The Russian novelist Fyodor Dostoevsky suggested that "Beauty will save the world." If not beauty, then what would save the world? Might? Money? Fun? Politicians? Arms? Gritting our teeth and trying harder?
Christians say "Jesus will save the world" - which is true. Dostoevsky, again, said "There is only one face in the whole world which is absolutely beautiful: the face of Christ." Was Jesus handsome? Maybe, maybe not. Jesus must have exhibited something compelling in his persona. He must have been "attractive," in that people were attracted to him. His words intrigued. His compassionate embrace of any and everybody was alluring. People asked him questions endlessly; he usually responded with a question, which says to the other person You too are beautiful and wise, although you might not have been told this before. Busy people dropped everything and traipsed off after him, without knowing where they were going or how things would turn out.
I love St. Augustine's pensive praise of Jesus: "He is beautiful in heaven, beautiful on earth, beautiful in the womb, beautiful in his parents' arms..." He rambled further on this, but I want us to pause and ponder how Jesus was "beautiful in the womb" and then "beautiful in his parents' arms." It's 20 days until Christmas. Don't think shopping days, but imagine Jesus in his mother's womb, with 20 days to go. The Savior of the world, there but not quite having arrived just yet. Dependent, like us. It's dark, like our world. Cramped, with painful squeezes now and then. Before long he'll undergo considerable trauma, exit the dark waters of the womb and land in his parents' arms, out in the air, on the starlit earth, in the manger.
This wee one would save the world. There's something evangelistic about Beauty. If you see something beautiful, you're compelled to share. Snap a photo, or point; try to describe it. If only others could see this! Isn't that the way the Christian message, the glory that is God gets shared?
Beauty is so... democratic. It's for everyone. Every person is immensely qualified to notice and appreciate it.

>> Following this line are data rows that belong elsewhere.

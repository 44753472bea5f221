//! Region geometry normalization.
//!
//! Raw region geometry arrives in three encodings: a pixel-space path-like
//! string, a JSON point array, or an already-normalized array. All of them
//! resolve to one canonical ordered sequence of `(x, y)` pairs in [0,1]
//! image-relative space, or to nothing when fewer than 3 usable points
//! remain (the region is then non-renderable but still visible elsewhere,
//! e.g. in the table).

use serde::{Deserialize, Serialize};

/// Coordinates above this magnitude flag the whole input as pixel-space.
/// The decision is global across the point set, never per coordinate.
const PIXEL_SPACE_THRESHOLD: f64 = 1.5;

/// Wire shapes a region geometry can arrive in.
#[derive(Debug, Clone, Serialize, Deserialize)]
#[serde(untagged)]
pub enum RawGeometry {
    /// `{ "points": [[x, y], ...] }`
    PointsObject { points: Vec<(f64, f64)> },
    /// Bare point array, possibly already normalized.
    Points(Vec<(f64, f64)>),
    /// Path-like string containing numeric tokens (`"M 100 100 L 300 100 Z"`).
    Path(String),
}

/// One normalized polygon vertex in [0,1]² image-relative space.
#[derive(Debug, Clone, Copy, PartialEq, Serialize, Deserialize)]
pub struct Point {
    pub x: f64,
    pub y: f64,
}

/// Pixel dimensions of the floor-plan image.
#[derive(Debug, Clone, Copy, PartialEq)]
pub struct ImageSize {
    pub width: f64,
    pub height: f64,
}

impl ImageSize {
    #[must_use]
    pub fn new(width: f64, height: f64) -> Self {
        Self { width, height }
    }

    fn is_usable(self) -> bool {
        self.width > 0.0 && self.height > 0.0
    }
}

/// Normalize raw geometry into [0,1]² polygon vertices.
///
/// Returns `None` when fewer than 3 valid points result; callers must treat
/// the region as non-renderable and keep the rest of the project intact.
/// When the image size is unknown, pixel-space input is clamped only.
/// The operation is idempotent: normalizing its own output changes nothing.
#[must_use]
pub fn normalize(raw: &RawGeometry, image: Option<ImageSize>) -> Option<Vec<Point>> {
    let pairs: Vec<(f64, f64)> = match raw {
        RawGeometry::PointsObject { points } | RawGeometry::Points(points) => points.clone(),
        RawGeometry::Path(path) => pair_up(&scan_numbers(path)),
    };
    normalize_pairs(&pairs, image)
}

fn normalize_pairs(pairs: &[(f64, f64)], image: Option<ImageSize>) -> Option<Vec<Point>> {
    let valid: Vec<(f64, f64)> = pairs
        .iter()
        .copied()
        .filter(|(x, y)| x.is_finite() && y.is_finite())
        .collect();
    if valid.len() < 3 {
        return None;
    }

    // One global decision for the whole set: any component beyond the
    // threshold means pixel space.
    let max_magnitude = valid
        .iter()
        .flat_map(|&(x, y)| [x.abs(), y.abs()])
        .fold(0.0_f64, f64::max);
    let divisor = (max_magnitude > PIXEL_SPACE_THRESHOLD)
        .then_some(image)
        .flatten()
        .filter(|img| img.is_usable());

    let points = valid
        .iter()
        .map(|&(mut x, mut y)| {
            if let Some(img) = divisor {
                x /= img.width;
                y /= img.height;
            }
            Point {
                x: round4(x).clamp(0.0, 1.0),
                y: round4(y).clamp(0.0, 1.0),
            }
        })
        .collect();

    Some(points)
}

fn round4(v: f64) -> f64 {
    (v * 10_000.0).round() / 10_000.0
}

/// Extract every numeric token (integer or decimal, optionally signed) from
/// a path-like string. Letters and other characters only separate tokens.
fn scan_numbers(input: &str) -> Vec<f64> {
    let mut tokens = Vec::new();
    let mut current = String::new();

    for ch in input.chars() {
        let extends = ch.is_ascii_digit()
            || (ch == '.' && !current.contains('.'))
            || ((ch == '-' || ch == '+') && current.is_empty());
        if extends {
            current.push(ch);
        } else {
            flush_token(&mut current, &mut tokens);
            // A sign or dot right after a token starts the next one, as in
            // the compact SVG form "100-200" or "1.5.3".
            if ch == '-' || ch == '+' || ch == '.' {
                current.push(ch);
            }
        }
    }
    flush_token(&mut current, &mut tokens);

    tokens
}

fn flush_token(current: &mut String, tokens: &mut Vec<f64>) {
    if !current.is_empty() {
        if let Ok(value) = current.parse::<f64>() {
            if value.is_finite() {
                tokens.push(value);
            }
        }
        current.clear();
    }
}

/// Pair consecutive tokens into (x, y); an odd trailing value is dropped.
fn pair_up(tokens: &[f64]) -> Vec<(f64, f64)> {
    tokens.chunks_exact(2).map(|c| (c[0], c[1])).collect()
}

#[cfg(test)]
mod tests {
    use super::*;
    use pretty_assertions::assert_eq;

    fn size(w: f64, h: f64) -> Option<ImageSize> {
        Some(ImageSize::new(w, h))
    }

    #[test]
    fn svg_path_normalizes_against_image_size() {
        let raw = RawGeometry::Path("M 100 100 L 300 100 L 300 300 L 100 300 Z".into());
        let points = normalize(&raw, size(400.0, 400.0)).unwrap();
        assert_eq!(
            points,
            vec![
                Point { x: 0.25, y: 0.25 },
                Point { x: 0.75, y: 0.25 },
                Point { x: 0.75, y: 0.75 },
                Point { x: 0.25, y: 0.75 },
            ]
        );
    }

    #[test]
    fn pixel_points_stay_inside_unit_square() {
        let raw = RawGeometry::Points(vec![(10.0, 20.0), (500.0, 20.0), (500.0, 900.0)]);
        let points = normalize(&raw, size(400.0, 400.0)).unwrap();
        for p in points {
            assert!((0.0..=1.0).contains(&p.x), "x out of range: {p:?}");
            assert!((0.0..=1.0).contains(&p.y), "y out of range: {p:?}");
        }
    }

    #[test]
    fn already_normalized_points_pass_through() {
        let raw = RawGeometry::PointsObject {
            points: vec![(0.1, 0.2), (0.9, 0.2), (0.5, 0.8)],
        };
        let points = normalize(&raw, size(400.0, 400.0)).unwrap();
        assert_eq!(
            points,
            vec![
                Point { x: 0.1, y: 0.2 },
                Point { x: 0.9, y: 0.2 },
                Point { x: 0.5, y: 0.8 },
            ]
        );
    }

    #[test]
    fn normalization_is_idempotent() {
        let raw = RawGeometry::Path("0 0 833 0 833 417".into());
        let first = normalize(&raw, size(833.0, 417.0)).unwrap();
        let again = normalize(
            &RawGeometry::Points(first.iter().map(|p| (p.x, p.y)).collect()),
            size(833.0, 417.0),
        )
        .unwrap();
        assert_eq!(first, again);
    }

    #[test]
    fn odd_token_count_drops_the_trailing_value() {
        let raw = RawGeometry::Path("0 0 200 0 200 200 7".into());
        let points = normalize(&raw, size(200.0, 200.0)).unwrap();
        assert_eq!(points.len(), 3);
    }

    #[test]
    fn too_few_points_is_non_renderable() {
        assert_eq!(normalize(&RawGeometry::Path("M 1 2".into()), None), None);
        assert_eq!(normalize(&RawGeometry::Points(vec![(0.0, 0.0), (1.0, 1.0)]), None), None);
    }

    #[test]
    fn unknown_image_size_clamps_only() {
        let raw = RawGeometry::Points(vec![(10.0, 20.0), (500.0, 20.0), (0.5, 0.5)]);
        let points = normalize(&raw, None).unwrap();
        assert_eq!(
            points,
            vec![
                Point { x: 1.0, y: 1.0 },
                Point { x: 1.0, y: 1.0 },
                Point { x: 0.5, y: 0.5 },
            ]
        );
    }

    #[test]
    fn compact_svg_signs_split_tokens() {
        assert_eq!(scan_numbers("10-20.5.25"), vec![10.0, -20.5, 0.25]);
    }
}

Yet so many miss it. You have to slow down. A knack for beauty requires some cultivation. After all, an educated farmer might have a far better chance than a Ph.D. in chemistry when it comes to noticing beauty. Just as each one of us was, at some point, just like Jesus, in our mother's womb, just days from being born, so each one of us is surrounded by beauty. And each instance of beauty is one more kaleidoscopic refraction of the beauty that is the face of Jesus.
Advent is a season of repentance. Repentance isn't groveling in guilt. It's turning toward God. It's a changed mind. Elaine Scarry says that "beautiful things have been placed here and there in the world to serve as wake-up calls." This Advent, keep an eye out for beauty. Be awakened to it. Turn toward God, who is Beauty. Share with somebody.